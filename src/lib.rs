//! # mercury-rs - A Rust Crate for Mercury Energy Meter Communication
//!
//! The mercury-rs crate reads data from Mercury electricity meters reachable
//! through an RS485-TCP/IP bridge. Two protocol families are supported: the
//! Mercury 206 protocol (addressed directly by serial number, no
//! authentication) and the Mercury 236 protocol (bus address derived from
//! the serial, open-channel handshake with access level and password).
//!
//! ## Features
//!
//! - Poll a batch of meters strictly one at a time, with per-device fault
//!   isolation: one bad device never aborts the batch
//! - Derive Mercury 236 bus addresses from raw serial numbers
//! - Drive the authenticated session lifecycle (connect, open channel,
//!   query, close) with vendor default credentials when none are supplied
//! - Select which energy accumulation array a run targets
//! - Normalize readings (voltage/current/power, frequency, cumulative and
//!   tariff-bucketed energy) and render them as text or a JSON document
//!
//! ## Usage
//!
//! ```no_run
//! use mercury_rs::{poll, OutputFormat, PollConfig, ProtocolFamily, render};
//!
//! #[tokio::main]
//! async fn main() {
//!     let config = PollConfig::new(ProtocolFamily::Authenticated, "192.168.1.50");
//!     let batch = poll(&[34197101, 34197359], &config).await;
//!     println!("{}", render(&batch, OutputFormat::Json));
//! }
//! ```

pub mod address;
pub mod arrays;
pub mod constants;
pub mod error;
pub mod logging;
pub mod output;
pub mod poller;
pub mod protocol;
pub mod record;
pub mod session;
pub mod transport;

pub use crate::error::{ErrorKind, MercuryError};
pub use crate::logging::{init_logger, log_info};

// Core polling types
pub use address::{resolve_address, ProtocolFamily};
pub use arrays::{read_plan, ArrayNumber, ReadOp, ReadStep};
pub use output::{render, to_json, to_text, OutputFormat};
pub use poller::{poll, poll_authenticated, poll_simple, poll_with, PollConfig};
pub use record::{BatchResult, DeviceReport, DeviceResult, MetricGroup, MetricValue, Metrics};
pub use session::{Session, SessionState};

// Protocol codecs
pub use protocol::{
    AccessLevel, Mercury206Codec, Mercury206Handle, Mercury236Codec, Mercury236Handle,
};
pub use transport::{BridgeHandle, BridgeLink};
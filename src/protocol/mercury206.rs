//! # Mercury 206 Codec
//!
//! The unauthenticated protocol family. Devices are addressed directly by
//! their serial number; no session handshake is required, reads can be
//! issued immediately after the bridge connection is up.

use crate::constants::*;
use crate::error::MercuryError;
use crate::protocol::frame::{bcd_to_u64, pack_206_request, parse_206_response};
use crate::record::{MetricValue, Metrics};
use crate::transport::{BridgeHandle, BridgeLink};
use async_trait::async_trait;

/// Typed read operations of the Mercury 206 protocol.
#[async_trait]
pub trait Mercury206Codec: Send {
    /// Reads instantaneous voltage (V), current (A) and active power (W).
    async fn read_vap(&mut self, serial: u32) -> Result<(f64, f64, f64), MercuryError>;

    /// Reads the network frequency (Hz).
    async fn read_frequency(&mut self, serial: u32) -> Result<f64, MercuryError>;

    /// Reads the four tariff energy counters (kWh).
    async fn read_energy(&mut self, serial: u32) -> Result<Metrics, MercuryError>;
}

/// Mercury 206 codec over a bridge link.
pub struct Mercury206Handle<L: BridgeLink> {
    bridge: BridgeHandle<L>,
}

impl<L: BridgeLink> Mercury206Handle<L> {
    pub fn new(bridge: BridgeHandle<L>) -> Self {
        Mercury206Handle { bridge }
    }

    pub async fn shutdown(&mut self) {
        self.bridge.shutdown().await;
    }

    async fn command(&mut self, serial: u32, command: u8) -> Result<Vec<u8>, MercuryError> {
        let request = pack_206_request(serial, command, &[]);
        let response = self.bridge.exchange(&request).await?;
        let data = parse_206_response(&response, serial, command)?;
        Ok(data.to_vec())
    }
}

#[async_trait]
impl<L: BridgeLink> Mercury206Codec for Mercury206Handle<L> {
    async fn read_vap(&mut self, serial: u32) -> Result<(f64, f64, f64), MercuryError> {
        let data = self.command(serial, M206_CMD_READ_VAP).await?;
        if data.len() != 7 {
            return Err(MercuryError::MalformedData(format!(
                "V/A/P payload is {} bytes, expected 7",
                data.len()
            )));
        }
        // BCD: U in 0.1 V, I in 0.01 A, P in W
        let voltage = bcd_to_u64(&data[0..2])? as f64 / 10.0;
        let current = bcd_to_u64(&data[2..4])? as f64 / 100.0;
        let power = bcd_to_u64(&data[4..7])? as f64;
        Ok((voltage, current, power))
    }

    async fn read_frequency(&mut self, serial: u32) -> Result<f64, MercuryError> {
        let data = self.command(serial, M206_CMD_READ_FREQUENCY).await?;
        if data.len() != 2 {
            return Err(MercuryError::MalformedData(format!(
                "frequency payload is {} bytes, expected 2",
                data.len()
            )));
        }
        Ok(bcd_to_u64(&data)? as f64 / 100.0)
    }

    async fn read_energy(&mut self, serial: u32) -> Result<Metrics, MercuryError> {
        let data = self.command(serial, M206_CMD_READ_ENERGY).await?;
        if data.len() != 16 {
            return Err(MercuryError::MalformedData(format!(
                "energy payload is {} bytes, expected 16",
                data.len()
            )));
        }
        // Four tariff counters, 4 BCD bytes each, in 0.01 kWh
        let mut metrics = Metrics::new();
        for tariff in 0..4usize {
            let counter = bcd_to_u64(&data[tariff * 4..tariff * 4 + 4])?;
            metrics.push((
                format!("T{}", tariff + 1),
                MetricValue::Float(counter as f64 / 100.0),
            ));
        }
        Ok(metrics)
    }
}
□ □ □ □ □
[INSTRUCTIONS FOR THE TASK]:
Reply with one number only, the count of lines above that hold the string "render".

[SOLUTION TO THIS PROBLEM]:
4